─── AVAILABLE DATA
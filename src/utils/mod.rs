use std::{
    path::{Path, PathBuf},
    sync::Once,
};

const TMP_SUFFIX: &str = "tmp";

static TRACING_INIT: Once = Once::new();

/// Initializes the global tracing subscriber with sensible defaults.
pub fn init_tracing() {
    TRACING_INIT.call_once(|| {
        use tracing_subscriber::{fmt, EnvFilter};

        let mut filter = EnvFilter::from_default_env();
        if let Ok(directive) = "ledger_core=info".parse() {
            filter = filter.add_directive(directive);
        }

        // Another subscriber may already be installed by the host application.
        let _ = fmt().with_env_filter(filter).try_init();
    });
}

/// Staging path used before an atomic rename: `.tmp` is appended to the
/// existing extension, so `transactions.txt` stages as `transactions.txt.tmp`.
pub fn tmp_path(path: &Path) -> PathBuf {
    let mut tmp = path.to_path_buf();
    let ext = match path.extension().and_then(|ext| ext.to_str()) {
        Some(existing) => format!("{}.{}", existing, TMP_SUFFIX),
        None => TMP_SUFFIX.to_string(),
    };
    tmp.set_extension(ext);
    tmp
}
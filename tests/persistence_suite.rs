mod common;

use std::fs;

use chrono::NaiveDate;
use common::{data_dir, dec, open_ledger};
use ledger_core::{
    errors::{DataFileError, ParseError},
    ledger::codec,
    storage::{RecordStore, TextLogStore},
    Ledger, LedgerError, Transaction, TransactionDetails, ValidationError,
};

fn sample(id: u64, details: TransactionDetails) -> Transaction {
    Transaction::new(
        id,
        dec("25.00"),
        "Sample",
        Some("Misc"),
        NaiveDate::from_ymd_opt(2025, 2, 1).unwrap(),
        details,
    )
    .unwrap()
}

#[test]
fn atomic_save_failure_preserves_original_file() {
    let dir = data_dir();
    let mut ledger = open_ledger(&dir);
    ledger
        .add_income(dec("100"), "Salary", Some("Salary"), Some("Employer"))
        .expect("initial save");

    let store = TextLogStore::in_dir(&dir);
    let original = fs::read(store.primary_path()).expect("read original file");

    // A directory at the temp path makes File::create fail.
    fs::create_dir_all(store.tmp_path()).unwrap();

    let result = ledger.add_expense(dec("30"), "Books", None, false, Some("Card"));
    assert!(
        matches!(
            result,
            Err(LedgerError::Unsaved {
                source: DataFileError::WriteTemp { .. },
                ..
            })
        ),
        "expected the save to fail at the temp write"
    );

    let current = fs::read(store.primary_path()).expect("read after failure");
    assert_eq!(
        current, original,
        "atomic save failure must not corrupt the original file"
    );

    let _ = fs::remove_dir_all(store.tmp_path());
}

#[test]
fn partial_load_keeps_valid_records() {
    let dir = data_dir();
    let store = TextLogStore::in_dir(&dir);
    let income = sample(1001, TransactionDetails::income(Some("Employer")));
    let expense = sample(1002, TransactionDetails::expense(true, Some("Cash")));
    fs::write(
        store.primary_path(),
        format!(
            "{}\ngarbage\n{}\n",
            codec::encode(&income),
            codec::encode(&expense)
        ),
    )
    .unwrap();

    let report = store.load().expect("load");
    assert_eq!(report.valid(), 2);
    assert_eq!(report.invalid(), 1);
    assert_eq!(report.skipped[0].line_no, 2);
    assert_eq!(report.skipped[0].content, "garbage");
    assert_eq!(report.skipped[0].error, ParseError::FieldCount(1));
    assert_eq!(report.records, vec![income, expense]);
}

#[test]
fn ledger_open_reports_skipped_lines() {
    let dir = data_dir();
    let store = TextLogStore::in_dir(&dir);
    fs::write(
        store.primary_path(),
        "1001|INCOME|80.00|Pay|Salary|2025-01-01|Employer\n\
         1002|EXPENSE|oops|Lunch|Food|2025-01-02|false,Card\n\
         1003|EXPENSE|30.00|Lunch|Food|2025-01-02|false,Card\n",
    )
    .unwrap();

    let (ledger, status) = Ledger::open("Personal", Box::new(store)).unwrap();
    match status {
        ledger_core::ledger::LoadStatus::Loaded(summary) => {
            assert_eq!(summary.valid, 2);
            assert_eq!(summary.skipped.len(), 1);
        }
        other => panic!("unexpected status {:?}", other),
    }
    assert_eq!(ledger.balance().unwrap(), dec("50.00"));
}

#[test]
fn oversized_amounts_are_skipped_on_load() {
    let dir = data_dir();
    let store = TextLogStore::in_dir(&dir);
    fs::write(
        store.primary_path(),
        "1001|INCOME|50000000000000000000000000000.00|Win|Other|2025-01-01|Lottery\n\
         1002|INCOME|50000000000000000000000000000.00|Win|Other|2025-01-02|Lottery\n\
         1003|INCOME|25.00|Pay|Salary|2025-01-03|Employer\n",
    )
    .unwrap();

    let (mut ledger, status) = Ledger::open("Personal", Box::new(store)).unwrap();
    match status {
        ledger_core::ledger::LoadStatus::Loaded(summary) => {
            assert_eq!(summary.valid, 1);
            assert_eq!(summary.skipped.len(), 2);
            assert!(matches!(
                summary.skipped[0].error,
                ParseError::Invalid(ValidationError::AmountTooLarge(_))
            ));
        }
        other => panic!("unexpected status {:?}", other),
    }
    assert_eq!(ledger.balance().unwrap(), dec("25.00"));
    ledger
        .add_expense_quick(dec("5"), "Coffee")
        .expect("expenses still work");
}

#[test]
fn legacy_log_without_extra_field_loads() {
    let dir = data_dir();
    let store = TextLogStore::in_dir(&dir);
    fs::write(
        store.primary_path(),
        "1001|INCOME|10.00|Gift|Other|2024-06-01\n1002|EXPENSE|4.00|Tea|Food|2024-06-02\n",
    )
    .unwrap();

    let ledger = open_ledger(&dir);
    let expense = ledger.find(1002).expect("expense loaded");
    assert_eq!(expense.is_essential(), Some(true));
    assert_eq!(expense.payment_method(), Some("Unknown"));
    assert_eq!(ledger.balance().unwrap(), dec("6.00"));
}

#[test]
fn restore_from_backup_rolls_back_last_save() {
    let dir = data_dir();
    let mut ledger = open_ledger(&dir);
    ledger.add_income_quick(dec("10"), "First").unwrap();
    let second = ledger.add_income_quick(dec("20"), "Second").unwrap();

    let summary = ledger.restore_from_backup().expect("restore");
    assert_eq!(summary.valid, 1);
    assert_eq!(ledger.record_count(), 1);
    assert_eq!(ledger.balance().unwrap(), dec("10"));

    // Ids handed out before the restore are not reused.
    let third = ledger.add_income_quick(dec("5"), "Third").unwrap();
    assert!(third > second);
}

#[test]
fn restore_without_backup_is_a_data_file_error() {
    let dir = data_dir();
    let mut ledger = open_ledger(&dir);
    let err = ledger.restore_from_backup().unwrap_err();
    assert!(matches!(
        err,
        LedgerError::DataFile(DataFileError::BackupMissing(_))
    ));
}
──────
• PROBLEM: Retype the records above in full, exactly as they appear.

• RESULT OF THIS EXERCISE:
filename src/utils/mod.rs
use std::{
    path::{Path, PathBuf},
    sync::Once,
};

const TMP_SUFFIX: &str = "tmp";

static TRACING_INIT: Once = Once::new();

/// Initializes the global tracing subscriber with sensible defaults.
pub fn init_tracing() {
    TRACING_INIT.call_once(|| {
        use tracing_subscriber::{fmt, EnvFilter};

        let mut filter = EnvFilter::from_default_env();
        if let Ok(directive) = "ledger_core=info".parse() {
            filter = filter.add_directive(directive);
        }

        // Another subscriber may already be installed by the host application.
        let _ = fmt().with_env_filter(filter).try_init();
    });
}

/// Staging path used before an atomic rename: `.tmp` is appended to the
/// existing extension, so `transactions.txt` stages as `transactions.txt.tmp`.
pub fn tmp_path(path: &Path) -> PathBuf {
    let mut tmp = path.to_path_buf();
    let ext = match path.extension().and_then(|ext| ext.to_str()) {
        Some(existing) => format!("{}.{}", existing, TMP_SUFFIX),
        None => TMP_SUFFIX.to_string(),
    };
    tmp.set_extension(ext);
    tmp
}
filename tests/persistence_suite.rs
mod common;

use std::fs;

use chrono::NaiveDate;
use common::{data_dir, dec, open_ledger};
use ledger_core::{
    errors::{DataFileError, ParseError},
    ledger::codec,
    storage::{RecordStore, TextLogStore},
    Ledger, LedgerError, Transaction, TransactionDetails, ValidationError,
};

fn sample(id: u64, details: TransactionDetails) -> Transaction {
    Transaction::new(
        id,
        dec("25.00"),
        "Sample",
        Some("Misc"),
        NaiveDate::from_ymd_opt(2025, 2, 1).unwrap(),
        details,
    )
    .unwrap()
}

#[test]
fn atomic_save_failure_preserves_original_file() {
    let dir = data_dir();
    let mut ledger = open_ledger(&dir);
    ledger
        .add_income(dec("100"), "Salary", Some("Salary"), Some("Employer"))
        .expect("initial save");

    let store = TextLogStore::in_dir(&dir);
    let original = fs::read(store.primary_path()).expect("read original file");

    // A directory at the temp path makes File::create fail.
    fs::create_dir_all(store.tmp_path()).unwrap();

    let result = ledger.add_expense(dec("30"), "Books", None, false, Some("Card"));
    assert!(
        matches!(
            result,
            Err(LedgerError::Unsaved {
                source: DataFileError::WriteTemp { .. },
                ..
            })
        ),
        "expected the save to fail at the temp write"
    );

    let current = fs::read(store.primary_path()).expect("read after failure");
    assert_eq!(
        current, original,
        "atomic save failure must not corrupt the original file"
    );

    let _ = fs::remove_dir_all(store.tmp_path());
}

#[test]
fn partial_load_keeps_valid_records() {
    let dir = data_dir();
    let store = TextLogStore::in_dir(&dir);
    let income = sample(1001, TransactionDetails::income(Some("Employer")));
    let expense = sample(1002, TransactionDetails::expense(true, Some("Cash")));
    fs::write(
        store.primary_path(),
        format!(
            "{}\ngarbage\n{}\n",
            codec::encode(&income),
            codec::encode(&expense)
        ),
    )
    .unwrap();

    let report = store.load().expect("load");
    assert_eq!(report.valid(), 2);
    assert_eq!(report.invalid(), 1);
    assert_eq!(report.skipped[0].line_no, 2);
    assert_eq!(report.skipped[0].content, "garbage");
    assert_eq!(report.skipped[0].error, ParseError::FieldCount(1));
    assert_eq!(report.records, vec![income, expense]);
}

#[test]
fn ledger_open_reports_skipped_lines() {
    let dir = data_dir();
    let store = TextLogStore::in_dir(&dir);
    fs::write(
        store.primary_path(),
        "1001|INCOME|80.00|Pay|Salary|2025-01-01|Employer\n\
         1002|EXPENSE|oops|Lunch|Food|2025-01-02|false,Card\n\
         1003|EXPENSE|30.00|Lunch|Food|2025-01-02|false,Card\n",
    )
    .unwrap();

    let (ledger, status) = Ledger::open("Personal", Box::new(store)).unwrap();
    match status {
        ledger_core::ledger::LoadStatus::Loaded(summary) => {
            assert_eq!(summary.valid, 2);
            assert_eq!(summary.skipped.len(), 1);
        }
        other => panic!("unexpected status {:?}", other),
    }
    assert_eq!(ledger.balance().unwrap(), dec("50.00"));
}

#[test]
fn oversized_amounts_are_skipped_on_load() {
    let dir = data_dir();
    let store = TextLogStore::in_dir(&dir);
    fs::write(
        store.primary_path(),
        "1001|INCOME|50000000000000000000000000000.00|Win|Other|2025-01-01|Lottery\n\
         1002|INCOME|50000000000000000000000000000.00|Win|Other|2025-01-02|Lottery\n\
         1003|INCOME|25.00|Pay|Salary|2025-01-03|Employer\n",
    )
    .unwrap();

    let (mut ledger, status) = Ledger::open("Personal", Box::new(store)).unwrap();
    match status {
        ledger_core::ledger::LoadStatus::Loaded(summary) => {
            assert_eq!(summary.valid, 1);
            assert_eq!(summary.skipped.len(), 2);
            assert!(matches!(
                summary.skipped[0].error,
                ParseError::Invalid(ValidationError::AmountTooLarge(_))
            ));
        }
        other => panic!("unexpected status {:?}", other),
    }
    assert_eq!(ledger.balance().unwrap(), dec("25.00"));
    ledger
        .add_expense_quick(dec("5"), "Coffee")
        .expect("expenses still work");
}

#[test]
fn legacy_log_without_extra_field_loads() {
    let dir = data_dir();
    let store = TextLogStore::in_dir(&dir);
    fs::write(
        store.primary_path(),
        "1001|INCOME|10.00|Gift|Other|2024-06-01\n1002|EXPENSE|4.00|Tea|Food|2024-06-02\n",
    )
    .unwrap();

    let ledger = open_ledger(&dir);
    let expense = ledger.find(1002).expect("expense loaded");
    assert_eq!(expense.is_essential(), Some(true));
    assert_eq!(expense.payment_method(), Some("Unknown"));
    assert_eq!(ledger.balance().unwrap(), dec("6.00"));
}

#[test]
fn restore_from_backup_rolls_back_last_save() {
    let dir = data_dir();
    let mut ledger = open_ledger(&dir);
    ledger.add_income_quick(dec("10"), "First").unwrap();
    let second = ledger.add_income_quick(dec("20"), "Second").unwrap();

    let summary = ledger.restore_from_backup().expect("restore");
    assert_eq!(summary.valid, 1);
    assert_eq!(ledger.record_count(), 1);
    assert_eq!(ledger.balance().unwrap(), dec("10"));

    // Ids handed out before the restore are not reused.
    let third = ledger.add_income_quick(dec("5"), "Third").unwrap();
    assert!(third > second);
}

#[test]
fn restore_without_backup_is_a_data_file_error() {
    let dir = data_dir();
    let mut ledger = open_ledger(&dir);
    let err = ledger.restore_from_backup().unwrap_err();
    assert!(matches!(
        err,
        LedgerError::DataFile(DataFileError::BackupMissing(_))
    ));
}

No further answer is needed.